Records for the exercise:
--------------------------------

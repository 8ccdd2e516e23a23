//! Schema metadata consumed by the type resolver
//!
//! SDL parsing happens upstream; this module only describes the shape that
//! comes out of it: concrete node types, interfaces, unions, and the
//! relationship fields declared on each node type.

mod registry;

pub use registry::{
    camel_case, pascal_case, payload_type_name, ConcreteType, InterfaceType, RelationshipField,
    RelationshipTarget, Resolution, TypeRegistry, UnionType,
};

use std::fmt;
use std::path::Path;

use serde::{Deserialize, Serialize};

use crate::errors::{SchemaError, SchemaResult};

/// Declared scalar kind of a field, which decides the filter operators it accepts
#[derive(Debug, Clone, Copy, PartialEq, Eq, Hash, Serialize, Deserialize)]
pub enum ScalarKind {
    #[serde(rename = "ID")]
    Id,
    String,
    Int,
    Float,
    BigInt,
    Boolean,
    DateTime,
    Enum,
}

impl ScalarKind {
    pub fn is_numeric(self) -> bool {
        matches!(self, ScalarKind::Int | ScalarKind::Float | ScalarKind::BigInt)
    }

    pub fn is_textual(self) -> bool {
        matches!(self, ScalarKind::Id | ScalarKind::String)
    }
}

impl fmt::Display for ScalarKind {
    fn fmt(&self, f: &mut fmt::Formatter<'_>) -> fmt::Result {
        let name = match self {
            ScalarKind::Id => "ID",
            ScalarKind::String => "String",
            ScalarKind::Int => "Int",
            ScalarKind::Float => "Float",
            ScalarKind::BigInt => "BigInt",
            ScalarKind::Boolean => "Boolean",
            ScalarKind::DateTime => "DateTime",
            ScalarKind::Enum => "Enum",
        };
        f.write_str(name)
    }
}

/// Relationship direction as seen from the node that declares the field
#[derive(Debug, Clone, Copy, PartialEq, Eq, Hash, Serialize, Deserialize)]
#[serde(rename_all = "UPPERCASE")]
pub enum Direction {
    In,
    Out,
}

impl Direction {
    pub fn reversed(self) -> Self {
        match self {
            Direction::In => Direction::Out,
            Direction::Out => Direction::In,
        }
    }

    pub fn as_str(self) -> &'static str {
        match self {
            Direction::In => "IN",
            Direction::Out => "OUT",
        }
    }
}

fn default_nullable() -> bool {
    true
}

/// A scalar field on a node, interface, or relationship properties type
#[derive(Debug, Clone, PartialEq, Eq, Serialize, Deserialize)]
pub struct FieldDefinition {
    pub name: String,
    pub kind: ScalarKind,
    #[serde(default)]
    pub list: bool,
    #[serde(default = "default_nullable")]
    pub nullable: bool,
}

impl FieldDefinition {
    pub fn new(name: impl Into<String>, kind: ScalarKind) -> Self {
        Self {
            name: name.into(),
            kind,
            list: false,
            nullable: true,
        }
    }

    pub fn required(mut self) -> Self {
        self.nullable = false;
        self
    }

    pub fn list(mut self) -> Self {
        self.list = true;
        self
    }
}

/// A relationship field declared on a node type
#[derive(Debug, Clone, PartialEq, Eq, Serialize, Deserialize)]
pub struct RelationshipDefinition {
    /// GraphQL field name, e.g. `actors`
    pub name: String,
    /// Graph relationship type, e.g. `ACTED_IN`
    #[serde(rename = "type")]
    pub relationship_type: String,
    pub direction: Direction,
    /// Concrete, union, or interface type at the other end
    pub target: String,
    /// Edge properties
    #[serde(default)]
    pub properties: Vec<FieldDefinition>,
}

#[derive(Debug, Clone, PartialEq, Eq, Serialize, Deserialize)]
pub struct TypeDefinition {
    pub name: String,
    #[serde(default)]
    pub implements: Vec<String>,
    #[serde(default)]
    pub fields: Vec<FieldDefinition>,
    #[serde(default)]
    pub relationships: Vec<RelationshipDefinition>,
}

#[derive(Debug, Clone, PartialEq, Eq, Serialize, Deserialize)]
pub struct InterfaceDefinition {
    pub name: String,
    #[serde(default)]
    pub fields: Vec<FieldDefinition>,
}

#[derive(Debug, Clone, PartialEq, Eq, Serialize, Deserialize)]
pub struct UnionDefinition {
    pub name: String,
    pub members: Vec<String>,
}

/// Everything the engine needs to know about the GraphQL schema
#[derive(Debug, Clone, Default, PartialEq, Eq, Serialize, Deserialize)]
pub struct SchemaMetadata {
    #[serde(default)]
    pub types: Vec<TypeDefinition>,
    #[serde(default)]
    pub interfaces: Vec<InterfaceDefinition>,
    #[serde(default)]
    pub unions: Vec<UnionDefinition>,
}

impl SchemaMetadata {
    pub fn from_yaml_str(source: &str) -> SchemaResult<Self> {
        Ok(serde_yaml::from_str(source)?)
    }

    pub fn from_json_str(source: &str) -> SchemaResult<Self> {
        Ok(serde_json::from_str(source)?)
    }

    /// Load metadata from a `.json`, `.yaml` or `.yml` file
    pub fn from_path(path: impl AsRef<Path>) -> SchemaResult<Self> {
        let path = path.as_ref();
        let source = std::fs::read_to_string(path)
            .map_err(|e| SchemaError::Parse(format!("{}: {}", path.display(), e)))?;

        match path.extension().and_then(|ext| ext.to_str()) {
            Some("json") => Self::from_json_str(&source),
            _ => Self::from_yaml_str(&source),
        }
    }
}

--------------------------------

If a line comes after the one containing "use std::path::Path;", leave it out; set down every line of the data before it, and that line itself, exactly.

Solution for this task:
repository 8ccdd2e516e23a23
//! Schema metadata consumed by the type resolver
//!
//! SDL parsing happens upstream; this module only describes the shape that
//! comes out of it: concrete node types, interfaces, unions, and the
//! relationship fields declared on each node type.

mod registry;

pub use registry::{
    camel_case, pascal_case, payload_type_name, ConcreteType, InterfaceType, RelationshipField,
    RelationshipTarget, Resolution, TypeRegistry, UnionType,
};

use std::fmt;
use std::path::Path;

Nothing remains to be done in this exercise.